I get calls on cases like this one from perspective clients on a regular basis. Several of them ask me the same question: “Isn’t this entrapment?” The answer is no. People think that police officers conducting covert operations that result in an arrest is entrapment. It is not. Entrapment is a defense to criminal charges that focuses on the predisposition of the accused. It is not entrapment for police officers to entice a prostitute or drug dealer into performing or attempting to perform their services. If the person is predisposed towards the commission of a crime and the police simply facilitate their efforts entrapment has not occurred. Entrapment is a viable defense where the government or its agents overcome the will of a person and in some way coerce them to commit a crime.

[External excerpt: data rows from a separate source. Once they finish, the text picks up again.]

//! Flow processor: one call per inbound message
//!
//! Loads the channel's step, feeds the message to the waiting component or
//! bootstraps a new conversation, then activates components and follows the
//! flow table until a component waits for input or the path ends.

use super::component::{ComponentContext, ValidationResult};
use super::registry::ComponentRegistry;
use super::table::{next_step, Step, Transition};
use super::message::Command;
use super::{FlowConfigError, Message};
use crate::error::{ComponentError, ComponentErrorKind, FlowError};
use crate::ports::{BackendApi, MessagingPort, OutboundMessage};
use crate::state::{ChannelIdentity, StateManager, FIELD_MOCK_TESTING};
use crate::store::AtomicStore;
use serde::Serialize;
use serde_json::{Map, Value};
use std::sync::Arc;
use std::time::Duration;

pub const INVALID_ACTION_MESSAGE: &str =
    "Sorry, I didn't understand that. Send \"hi\" to get started.";

pub const DEFAULT_STATE_TTL: Duration = Duration::from_secs(15 * 60);
pub const DEFAULT_MAX_DEPTH: usize = 10;

/// How flow-table misconfiguration is handled at runtime
#[derive(Debug, Clone, Copy, PartialEq, Eq)]
pub enum ConfigErrorMode {
    /// Fail the request
    Strict,
    /// Log, stop the loop, and send nothing
    Lenient,
}

#[derive(Debug, Clone)]
pub struct FlowSettings {
    pub state_ttl: Duration,
    pub max_depth: usize,
    pub mode: ConfigErrorMode,
}

impl Default for FlowSettings {
    fn default() -> Self {
        Self {
            state_ttl: DEFAULT_STATE_TTL,
            max_depth: DEFAULT_MAX_DEPTH,
            mode: ConfigErrorMode::Strict,
        }
    }
}

/// What one inbound message produced
#[derive(Debug, Clone, Serialize)]
pub struct ProcessOutcome {
    /// Failure, error, or invalid-action text sent by the engine itself
    pub reply: Option<String>,
    /// Every message sent during the request, replies included
    pub outbound: Vec<OutboundMessage>,
    /// Step the conversation rests at
    #[serde(skip)]
    pub final_step: Option<Step>,
}

#[derive(Clone)]
pub struct FlowProcessor {
    store: AtomicStore,
    registry: Arc<ComponentRegistry>,
    messaging: Arc<dyn MessagingPort>,
    api: Option<Arc<dyn BackendApi>>,
    settings: FlowSettings,
}

impl FlowProcessor {
    pub fn new(
        store: AtomicStore,
        registry: Arc<ComponentRegistry>,
        messaging: Arc<dyn MessagingPort>,
        api: Option<Arc<dyn BackendApi>>,
        settings: FlowSettings,
    ) -> Self {
        Self {
            store,
            registry,
            messaging,
            api,
            settings,
        }
    }

    pub fn state_for(&self, identity: ChannelIdentity) -> StateManager {
        StateManager::new(self.store.clone(), identity, self.settings.state_ttl)
    }

    /// Handle one inbound message.
    ///
    /// Every error is turned into a user-facing reply except a flow
    /// configuration error in strict mode, which is returned.
    pub async fn process(
        &self,
        identity: ChannelIdentity,
        message: Message,
        mock_testing: bool,
    ) -> Result<ProcessOutcome, FlowError> {
        let state = self.state_for(identity.clone());
        let persisted_mock = state
            .get_state_value(FIELD_MOCK_TESTING, Value::Bool(false))
            .await
            .as_bool()
            .unwrap_or(false);
        let ctx = ComponentContext::new(
            state,
            self.messaging.clone(),
            self.api.clone(),
            mock_testing || persisted_mock,
        );

        let reply = match self.run(&ctx, &message).await {
            Ok(reply) => reply,
            Err(FlowError::Configuration(e)) => match self.settings.mode {
                ConfigErrorMode::Strict => {
                    tracing::error!(channel = %identity, error = %e, "Flow configuration error");
                    return Err(e.into());
                }
                ConfigErrorMode::Lenient => {
                    tracing::error!(channel = %identity, error = %e, "Flow configuration error, stopping without reply");
                    None
                }
            },
            Err(e) => {
                match &e {
                    FlowError::System(_) => {
                        tracing::warn!(channel = %identity, error = %e, "Collaborator failure")
                    }
                    _ => tracing::error!(channel = %identity, error = %e, "Component error"),
                }
                Some(e.user_message().to_string())
            }
        };

        if let Some(text) = &reply {
            if let Err(e) = ctx.send_text(text.clone()).await {
                tracing::warn!(channel = %identity, error = %e, "Failed to deliver reply");
            }
        }

        let final_step = match ctx.state().component_data().await {
            Ok(cd) => cd.map(|cd| cd.step()),
            Err(e) => {
                tracing::warn!(channel = %identity, error = %e, "Could not read final step");
                None
            }
        };

        Ok(ProcessOutcome {
            reply,
            outbound: ctx.take_outbox(),
            final_step,
        })
    }

    async fn run(
        &self,
        ctx: &ComponentContext,
        message: &Message,
    ) -> Result<Option<String>, FlowError> {
        let state = ctx.state();

        if let Some(command) = Command::parse(message) {
            tracing::info!(channel = %state.identity(), ?command, "Starting conversation");
            state.clear_all_state().await?;
            state.initialize_channel(ctx.mock_testing()).await?;
            state
                .update_flow_state(Step::ENTRY, Map::new(), None, false)
                .await?;
            return self.drive(ctx).await;
        }

        let Some(current) = state.component_data().await? else {
            tracing::debug!(channel = %state.identity(), "No conversation and no greeting");
            return Ok(Some(INVALID_ACTION_MESSAGE.to_string()));
        };

        if current.awaiting_input {
            state.set_incoming_message(Some(message.clone())).await?;
        } else if next_step(current.step(), current.component_result) == Ok(Transition::Terminal) {
            // The last flow ended; nothing is waiting for this message
            return Ok(Some(INVALID_ACTION_MESSAGE.to_string()));
        }

        self.drive(ctx).await
    }

    async fn drive(&self, ctx: &ComponentContext) -> Result<Option<String>, FlowError> {
        let state = ctx.state();
        let mut step = Step::ENTRY;

        for _ in 0..self.settings.max_depth {
            let current = require_component_data(state).await?;
            step = current.step();

            let result = self.registry.activate(ctx, step.component).await?;
            if let ValidationResult::Failure(failure) = result {
                return Ok(Some(failure.message));
            }

            let current = require_component_data(state).await?;
            if current.awaiting_input {
                return Ok(None);
            }

            match next_step(step, current.component_result)? {
                Transition::Terminal => {
                    // Keep the step and its result so a later message is
                    // recognised as arriving after the path ended
                    state
                        .update_flow_state(step, Map::new(), current.component_result, false)
                        .await?;
                    tracing::info!(channel = %state.identity(), %step, "Path finished");
                    return Ok(None);
                }
                Transition::Next(next) if next == step => return Ok(None),
                Transition::Next(next) => {
                    // Working data follows the conversation within a path only
                    let data = if next.path == step.path {
                        current.data
                    } else {
                        Map::new()
                    };
                    state.update_flow_state(next, data, None, false).await?;
                    tracing::info!(channel = %state.identity(), from = %step, to = %next, "Flow transition");
                }
            }
        }

        Err(FlowConfigError::DepthExceeded {
            step,
            depth: self.settings.max_depth,
        }
        .into())
    }
}

async fn require_component_data(
    state: &StateManager,
) -> Result<crate::state::ComponentData, FlowError> {
    state.component_data().await?.ok_or_else(|| {
        ComponentError::new(ComponentErrorKind::InvalidState, "no active component").into()
    })
}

On several occasions I successfully represented people accused of trafficking cocaine with an entrapment defense. On one occasion I represented a recent college graduate (Jim) who enjoyed smoking marijuana and sometimes snorting lines of cocaine. One of his “friends” would share with him a small amount of cocaine. Unbeknownst to Jim the “friend” was actually an informant, trying to work off a pending drug case. The informant had convinced his handler, a state trooper, that Jim was a major drug dealer. In order to work off his case the informant had to produce, or, in this case introduce the trooper to a drug dealer and to actually access drugs.

So one day the informant brought the trooper over to meet Jim. The trooper was introduced as a cocaine supplier. During the meeting the trooper pulled out a small quantity of cocaine, similar to the amount that the informant would share with Jim. Jim and the informant snorted a few lines. The next day the informant called my client and told him that the individual he had just met wanted a large amount of cocaine and that he wanted Jim to get it for him. Jim was confused and wanted to know why this person would think he could get him a large quantity of cocaine. Jim said that he had no interest in this proposition. Over the course of the next several months the informant badgered and threatened Jim. He convinced Jim that the person who had given him some cocaine, the trooper, was dangerous and that Jim owed him. A record of hundreds of telephone calls was produced from the informant to Jim. The calls were made at all hours of the night. The informant incessantly harassed Jim and had him fearing for his life. Consequently, Jim gave in and agreed to produce a large quantity of cocaine. The informant introduced Jim to a major drug dealer and a deal with the undercover was ultimately consummated. Jim was arrested and charged. We were able to show that the government’s harassment of Jim overcame his will and forced him into the drug deal. Jim was acquitted before a Suffolk County jury.